American spiritual teacher (1931–2019)

Ram Dass (born Richard Alpert; April 6, 1931 – December 22, 2019), also known as Baba Ram Dass, was an American spiritual teacher, guru of modern yoga, psychologist, and writer. His best-selling 1971 book Be Here Now, which has been described by multiple reviewers as "seminal", helped popularize Eastern spirituality and yoga in the West. He authored or co-authored twelve more books on spirituality over the next four decades, including Grist for the Mill (1977), How Can I Help? (1985), and Polishing the Mirror (2013).

Ram Dass was personally and professionally associated with Timothy Leary at Harvard University in the early 1960s. Then known as Richard Alpert, he conducted research with Leary on the therapeutic effects of psychedelic drugs. In addition, Alpert assisted Harvard Divinity School graduate student Walter Pahnke in his 1962 "Good Friday Experiment" with theology students, the first controlled, double-blind study of drugs and the mystical experience. While not illegal at the time, their research was controversial and led to Alpert's dismissal from Harvard in 1963 (it is commonly thought Leary was dismissed too but in fact his contract had expired).

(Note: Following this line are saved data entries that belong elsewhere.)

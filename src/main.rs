//! spin-gateway server entry point.
//!
//! Starts the Axum HTTP server with REST and WebSocket endpoints.

use std::sync::Arc;

use anyhow::Context;
use axum::Router;
use axum::routing::get;
use rand::Rng;
use tower_http::cors::CorsLayer;
use tower_http::timeout::TimeoutLayer;
use tower_http::trace::TraceLayer;
use tracing_subscriber::EnvFilter;

use spin_gateway::api;
use spin_gateway::app_state::AppState;
use spin_gateway::auth::{OperatorPolicy, StaticOperatorList};
use spin_gateway::config::{GatewayConfig, LogFormat, StoreKind};
use spin_gateway::domain::{EventBus, ResultSigner, ThreadRandom};
use spin_gateway::persistence::{InMemoryStore, PostgresStore, StoreBackend};
use spin_gateway::transfer::{DisabledTransfer, NftTransfer, RelayTransfer};
use spin_gateway::ws::handler::ws_handler;

#[tokio::main]
async fn main() -> anyhow::Result<()> {
    // Load configuration
    let config = GatewayConfig::from_env()?;
    init_tracing(config.log_format);
    tracing::info!(addr = %config.listen_addr, backend = ?config.store_backend, "starting spin-gateway");

    // Build persistence layer
    let store = Arc::new(build_store(&config).await?);
    tracing::info!(backend = store.name(), "store ready");

    let signer = match &config.result_hash_secret {
        Some(secret) => ResultSigner::new(secret),
        None => {
            tracing::warn!(
                "RESULT_HASH_SECRET not set, using an ephemeral key; result hashes will not verify after restart"
            );
            let mut key = [0u8; 32];
            rand::rng().fill(&mut key);
            ResultSigner::new(hex::encode(key))
        }
    };

    let transfer: Arc<dyn NftTransfer> = match &config.transfer_relay_url {
        Some(url) => Arc::new(
            RelayTransfer::new(url.clone(), config.transfer_timeout)
                .context("failed to build transfer relay client")?,
        ),
        None => {
            tracing::warn!("TRANSFER_RELAY_URL not set, NFT claims will fail");
            Arc::new(DisabledTransfer)
        }
    };

    let operators = StaticOperatorList::new(&config.operator_addresses);
    if operators.is_empty() {
        tracing::warn!("OPERATOR_ADDRESSES is empty, admin routes are locked");
    }
    let operators: Arc<dyn OperatorPolicy> = Arc::new(operators);

    // Build application state
    let event_bus = EventBus::new(config.event_bus_capacity);
    let app_state = AppState::new(
        store,
        event_bus,
        signer,
        Arc::new(ThreadRandom),
        transfer,
        operators,
    );

    // Build router
    let app = Router::new()
        .merge(api::build_router())
        .route("/ws", get(ws_handler));

    #[cfg(feature = "swagger-ui")]
    let app = {
        use utoipa::OpenApi;
        app.merge(
            utoipa_swagger_ui::SwaggerUi::new("/swagger-ui")
                .url("/api-docs/openapi.json", api::ApiDoc::openapi()),
        )
    };

    let app = app
        .layer(TimeoutLayer::new(config.request_timeout))
        .layer(TraceLayer::new_for_http())
        .layer(CorsLayer::permissive())
        .with_state(app_state);

    // Start server
    let listener = tokio::net::TcpListener::bind(config.listen_addr)
        .await
        .with_context(|| format!("failed to bind {}", config.listen_addr))?;
    tracing::info!(addr = %config.listen_addr, "server listening");

    axum::serve(listener, app).await?;

    Ok(())
}

fn init_tracing(format: LogFormat) {
    let filter = EnvFilter::try_from_default_env().unwrap_or_else(|_| EnvFilter::new("info"));
    match format {
        LogFormat::Json => tracing_subscriber::fmt()
            .json()
            .with_env_filter(filter)
            .init(),
        LogFormat::Text => tracing_subscriber::fmt().with_env_filter(filter).init(),
    }
}

async fn build_store(config: &GatewayConfig) -> anyhow::Result<StoreBackend> {
    match config.store_backend {
        StoreKind::Memory => {
            tracing::warn!("using in-memory store, state is lost on restart");
            Ok(StoreBackend::Memory(InMemoryStore::new()))
        }
        StoreKind::Postgres => {
            let store = PostgresStore::connect(config)
                .await
                .context("failed to connect to PostgreSQL")?;
            if config.run_migrations {
                store.migrate().await.context("failed to run migrations")?;
                tracing::info!("migrations applied");
            }
            Ok(StoreBackend::Postgres(store))
        }
    }
}
//! Operator authorization for campaign administration.

use std::collections::HashSet;

use crate::error::SpinError;

/// Decides which wallets may administer campaigns.
pub trait OperatorPolicy: Send + Sync + std::fmt::Debug {
    /// Returns `true` if `wallet_address` is an operator.
    fn is_operator(&self, wallet_address: &str) -> bool;

    /// Resolves the caller and checks it is an operator.
    ///
    /// # Errors
    ///
    /// Returns [`SpinError::Unauthorized`] if the caller is missing or not
    /// an operator.
    fn authorize<'a>(&self, caller: Option<&'a str>) -> Result<&'a str, SpinError> {
        let caller = caller
            .map(str::trim)
            .filter(|c| !c.is_empty())
            .ok_or_else(|| SpinError::Unauthorized("missing operator wallet".to_string()))?;
        if !self.is_operator(caller) {
            tracing::warn!(wallet = caller, "operator check failed");
            return Err(SpinError::Unauthorized(format!(
                "wallet {caller} is not an operator"
            )));
        }
        Ok(caller)
    }
}

/// Fixed operator set, loaded from `OPERATOR_ADDRESSES`.
#[derive(Debug, Clone, Default)]
pub struct StaticOperatorList {
    operators: HashSet<String>,
}

impl StaticOperatorList {
    /// Builds the set from wallet addresses, ignoring blanks.
    #[must_use]
    pub fn new<I, S>(operators: I) -> Self
    where
        I: IntoIterator<Item = S>,
        S: AsRef<str>,
    {
        Self {
            operators: operators
                .into_iter()
                .map(|s| s.as_ref().trim().to_string())
                .filter(|s| !s.is_empty())
                .collect(),
        }
    }

    /// Parses a comma-separated list.
    #[must_use]
    pub fn from_csv(csv: &str) -> Self {
        Self::new(csv.split(','))
    }

    /// Number of configured operators.
    #[must_use]
    pub fn len(&self) -> usize {
        self.operators.len()
    }

    /// Returns `true` if no operator is configured.
    #[must_use]
    pub fn is_empty(&self) -> bool {
        self.operators.is_empty()
    }
}

impl OperatorPolicy for StaticOperatorList {
    fn is_operator(&self, wallet_address: &str) -> bool {
        self.operators.contains(wallet_address)
    }
}

#[cfg(test)]
mod tests {
    use super::*;

    #[test]
    fn csv_ignores_blanks() {
        let list = StaticOperatorList::from_csv(" 0xops , ,0xadmin,");
        assert_eq!(list.len(), 2);
        assert!(list.is_operator("0xops"));
        assert!(!list.is_operator("0xuser"));
    }

    #[test]
    fn authorize_requires_caller() {
        let list = StaticOperatorList::from_csv("0xops");
        assert!(matches!(
            list.authorize(None),
            Err(SpinError::Unauthorized(_))
        ));
        assert!(matches!(
            list.authorize(Some("  ")),
            Err(SpinError::Unauthorized(_))
        ));
        assert!(matches!(
            list.authorize(Some("0xuser")),
            Err(SpinError::Unauthorized(_))
        ));
        assert!(matches!(list.authorize(Some("0xops")), Ok("0xops")));
    }
}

In 1967, Alpert traveled to India and became a disciple of Hindu guru Neem Karoli Baba, who gave him the name Ram Dass, meaning "Servant of Ram," but usually rendered simply as "Servant of God" for Western audiences. In the following years, he co-founded the charitable organizations Seva Foundation and Hanuman Foundation. From the 1970s to the 1990s, he traveled extensively, giving talks and retreats and holding fundraisers for charitable causes. In 1997, he had a stroke, which left him with paralysis and expressive aphasia characterized as "fluent, anomic-like with hesitations and word finding difficulties at the conversational level with grossly intact auditory comprehension for high level, low-context information". He eventually grew to interpret this event as an act of grace, learning to speak again and continuing to teach and write books. After becoming seriously ill during a trip to India in 2004, he gave up traveling and moved to Maui, Hawaii, where he hosted annual retreats with other spiritual teachers until his death in 2019.

==Early life==
Ram Dass was born Richard Alpert in 1931. His parents were Gertrude (Levin) and George Alpert, a lawyer in Boston. He considered himself an atheist during his early life. Speaking at Berkeley Community Theater in 1973 he said, "My Jewish trip was primarily political Judaism, I mean I was never Bar Mitzvahed, confirmed, and so on." In a 2006 article in Tufts Magazine he was quoted by Sara Davidson, describing himself as "inured to religion. I didn't have one whiff of God until I took psychedelics." He was also interviewed by Arthur J. Magida at the Omega Institute in Rhinebeck, New York, who published the interview in 2008, quoting Ram Dass as saying "What I mostly remember about my bar mitzvah was that it was an empty ritual. It was flat. Absolutely flat. There was a disappointing hollowness to the moment. There was nothing, nothing, nothing in it for my heart."

===Education===
Alpert attended the Williston Northampton School, graduating cum laude in 1948. He earned a Bachelor of Arts degree in psychology from Tufts University in 1952. His father had wanted him to go to medical school, but while at Tufts he decided to study psychology instead. After earning a master's degree in psychology from Wesleyan University in 1954, he was recommended to Stanford University by his mentor at Wesleyan, David McClelland. Alpert wrote his doctoral thesis on "achievement anxiety", receiving his Ph.D. in psychology from Stanford in 1957. Alpert then taught at Stanford for one year, and began psychoanalysis.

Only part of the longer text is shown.